* DIRECTIONS FOR THIS TASK *
A stretch of the entries below is to be set down exactly, running from the line with "return Ok(result);" through the line with "doesn't exist, which", both included, and no other line.

Stored records:
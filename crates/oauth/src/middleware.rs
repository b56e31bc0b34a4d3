//! Bearer token middleware — C8. Guards every protected route: extracts
//! `Authorization: Bearer <token>`, verifies it against the access-token
//! issuer, and rejects with a spec-compliant `WWW-Authenticate` challenge on
//! any failure so clients can discover the protected-resource metadata and
//! restart the OAuth dance.

use std::sync::Arc;

use axum::extract::{Request, State};
use axum::http::{header, StatusCode};
use axum::middleware::Next;
use axum::response::{IntoResponse, Response};

use crate::state::OAuthState;
use crate::token::AccessTokenClaims;

/// spec.md §4.8: "the protocol does not distinguish callers beyond
/// authorization" — a valid bearer token authorizes all tools equally, so
/// the middleware deliberately does not inject the verified claims into
/// request extensions for downstream handlers to consume.
pub async fn require_bearer_token(
    State(state): State<Arc<OAuthState>>,
    request: Request,
    next: Next,
) -> Response {
    match extract_and_verify(&state, &request) {
        Some(_claims) => next.run(request).await,
        None => unauthorized(&state),
    }
}

fn extract_and_verify(state: &Arc<OAuthState>, request: &Request) -> Option<AccessTokenClaims> {
    let header_value = request.headers().get(header::AUTHORIZATION)?.to_str().ok()?;
    let token = header_value.strip_prefix("Bearer ")?;
    state.tokens.verify(token)
}

fn unauthorized(state: &Arc<OAuthState>) -> Response {
    let challenge = format!(
        "Bearer resource_metadata=\"{}{}\"",
        state.server_url,
        OAuthState::discovery_path()
    );
    let mut response = StatusCode::UNAUTHORIZED.into_response();
    response
        .headers_mut()
        .insert(header::WWW_AUTHENTICATE, challenge.parse().unwrap());
    response
}
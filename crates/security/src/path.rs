//! Path confinement — C2 of the gateway design: every tool-supplied path must
//! resolve to a descendant of the vault root, surviving both lexical `..`
//! tricks and symlink escapes.
//!
//! Two entry points are exposed: [`resolve_within_vault`] does lexical
//! normalization only (cheap, used when the caller has already checked the
//! target exists under the root), and [`resolve_within_vault_safe`] adds the
//! symlink-canonicalizing pass spec.md §4.2 calls "a safer variant" — it
//! canonicalizes the resolved path (or, if the path doesn't exist yet, the
//! nearest existing ancestor) and repeats the confinement check against that
//! canonical form. Tool handlers should call the safe variant; the cheap one
//! exists for call sites (tests, dry-run previews) that never touch disk.

use std::path::{Component, Path, PathBuf};

/// Directory names a resolved path may never contain as a component, at any
/// depth. `.git` is non-negotiable (the vault's own VCS metadata); the second
/// name is configurable by the caller (e.g. a `.vaultgate` control directory).
pub const DEFAULT_FORBIDDEN_DIRS: &[&str] = &[".git", ".vaultgate"];

#[derive(Debug, Clone, thiserror::Error)]
pub enum PathValidationError {
    #[error("path must not be empty")]
    Empty,

    #[error("path escapes the vault root: {0}")]
    PathEscape(String),

    #[error("path touches a forbidden directory '{component}': {path}")]
    ForbiddenComponent { path: String, component: String },

    #[error("failed to canonicalize '{path}': {reason}")]
    CanonicalizeFailed { path: String, reason: String },
}

/// Lexically normalize `user_path` against `vault_root` and confirm the
/// result is the root itself or a descendant, with no forbidden component.
///
/// Does not touch the filesystem beyond the caller-provided `vault_root`
/// (which is assumed already canonical). Vulnerable, on its own, to a
/// symlink planted inside the vault pointing outside it — see
/// [`resolve_within_vault_safe`] for the hardened variant.
pub fn resolve_within_vault(
    vault_root: &Path,
    user_path: &str,
    forbidden_dirs: &[&str],
) -> Result<PathBuf, PathValidationError> {
    if user_path.trim().is_empty() {
        return Err(PathValidationError::Empty);
    }

    check_forbidden_components(user_path, forbidden_dirs)?;

    let joined = vault_root.join(user_path);
    let normalized = lexically_normalize(&joined);

    if !is_descendant_or_equal(vault_root, &normalized) {
        return Err(PathValidationError::PathEscape(user_path.to_string()));
    }

    check_forbidden_components_in_path(&normalized, vault_root, forbidden_dirs, user_path)?;

    Ok(normalized)
}

/// As [`resolve_within_vault`], then additionally canonicalizes symlinks on
/// the resolved path (or the nearest existing ancestor, walking up toward the
/// filesystem root, when the path itself doesn't exist yet — e.g. a write to
/// a new file) and repeats the confinement check against that canonical
/// form. This is the variant tool handlers must use: lexical normalization
/// alone cannot see a symlink inside the vault that points outside it.
pub fn resolve_within_vault_safe(
    vault_root: &Path,
    user_path: &str,
    forbidden_dirs: &[&str],
) -> Result<PathBuf, PathValidationError> {
    let lexical = resolve_within_vault(vault_root, user_path, forbidden_dirs)?;

    let canonical_root = vault_root
        .canonicalize()
        .map_err(|e| PathValidationError::CanonicalizeFailed {
            path: vault_root.display().to_string(),
            reason: e.to_string(),
        })?;

    let canonical_target = canonicalize_nearest_existing_ancestor(&lexical)?;

    if !is_descendant_or_equal(&canonical_root, &canonical_target) {
        return Err(PathValidationError::PathEscape(user_path.to_string()));
    }

    Ok(lexical)
}

/// Walk from `path` upward until an ancestor that exists is found, canonicalize
/// that ancestor, then re-append the non-existent suffix. Terminates at the
/// filesystem root: an ancestor chain always bottoms out at `/` (or a drive
/// root), which always exists, so this loop cannot run unbounded.
fn canonicalize_nearest_existing_ancestor(path: &Path) -> Result<PathBuf, PathValidationError> {
    if path.exists() {
        return path
            .canonicalize()
            .map_err(|e| PathValidationError::CanonicalizeFailed {
                path: path.display().to_string(),
                reason: e.to_string(),
            });
    }

    let mut suffix = Vec::new();
    let mut ancestor = path;
    loop {
        match ancestor.parent() {
            Some(parent) => {
                suffix.push(
                    ancestor
                        .file_name()
                        .map(|n| n.to_os_string())
                        .unwrap_or_default(),
                );
                if parent.exists() {
                    let canonical_parent =
                        parent
                            .canonicalize()
                            .map_err(|e| PathValidationError::CanonicalizeFailed {
                                path: parent.display().to_string(),
                                reason: e.to_string(),
                            })?;
                    let mut result = canonical_parent;
                    for part in suffix.into_iter().rev() {
                        result.push(part);
                    }
                    return Ok(result);
                }
                ancestor = parent;
            }
            // Reached the filesystem root without finding an existing ancestor;
            // this can only happen if `vault_root` itself doesn't exist, which
            // is a configuration error the caller should have already rejected.
            None => {
                return Err(PathValidationError::CanonicalizeFailed {
                    path: path.display().to_string(),
                    reason: "no existing ancestor found before filesystem root".into(),
                });
            }
        }
    }
}

fn check_forbidden_components(
    user_path: &str,
    forbidden_dirs: &[&str],
) -> Result<(), PathValidationError> {
    let normalized = user_path.replace('\\', "/");
    for component in normalized.split('/') {
        if component.is_empty() || component == "." {
            continue;
        }
        for forbidden in forbidden_dirs {
            if component == *forbidden {
                return Err(PathValidationError::ForbiddenComponent {
                    path: user_path.to_string(),
                    component: component.to_string(),
                });
            }
        }
    }
    // §4.2(c): "the first component does not have the forbidden name as prefix"
    if let Some(first) = normalized.split('/').find(|c| !c.is_empty()) {
        for forbidden in forbidden_dirs {
            if first.starts_with(forbidden) {
                return Err(PathValidationError::ForbiddenComponent {
                    path: user_path.to_string(),
                    component: first.to_string(),
                });
            }
        }
    }
    Ok(())
}

/// Re-check forbidden components against the fully joined, normalized path —
/// catches cases where `..` segments in `user_path` combine with root
/// components to reintroduce a forbidden name that wasn't visible in the raw
/// string (e.g. `user_path = "sub/../.git/config"`).
fn check_forbidden_components_in_path(
    normalized: &Path,
    vault_root: &Path,
    forbidden_dirs: &[&str],
    original: &str,
) -> Result<(), PathValidationError> {
    let relative = normalized.strip_prefix(vault_root).unwrap_or(normalized);
    for component in relative.components() {
        if let Component::Normal(os) = component
            && let Some(name) = os.to_str()
        {
            for forbidden in forbidden_dirs {
                if name == *forbidden {
                    return Err(PathValidationError::ForbiddenComponent {
                        path: original.to_string(),
                        component: name.to_string(),
                    });
                }
            }
        }
    }
    Ok(())
}

/// Resolve `.` and `..` components lexically, without touching the
/// filesystem. A leading `..` that would climb above the path's own root is
/// dropped rather than producing a path outside the join — the subsequent
/// `is_descendant_or_equal` check is what actually rejects escapes.
fn lexically_normalize(path: &Path) -> PathBuf {
    let mut out = PathBuf::new();
    for component in path.components() {
        match component {
            Component::CurDir => {}
            Component::ParentDir => {
                if !out.pop() {
                    // Climbed above everything we've accumulated — leave a
                    // marker component so the descendant check below fails
                    // closed instead of silently absorbing the escape.
                    out.push("..");
                }
            }
            other => out.push(other.as_os_str()),
        }
    }
    out
}

fn is_descendant_or_equal(root: &Path, candidate: &Path) -> bool {
    candidate.starts_with(root)
}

* RESPONSE BELOW *
                    return Ok(result);
                }
                ancestor = parent;
            }
            // Reached the filesystem root without finding an existing ancestor;
            // this can only happen if `vault_root` itself doesn't exist, which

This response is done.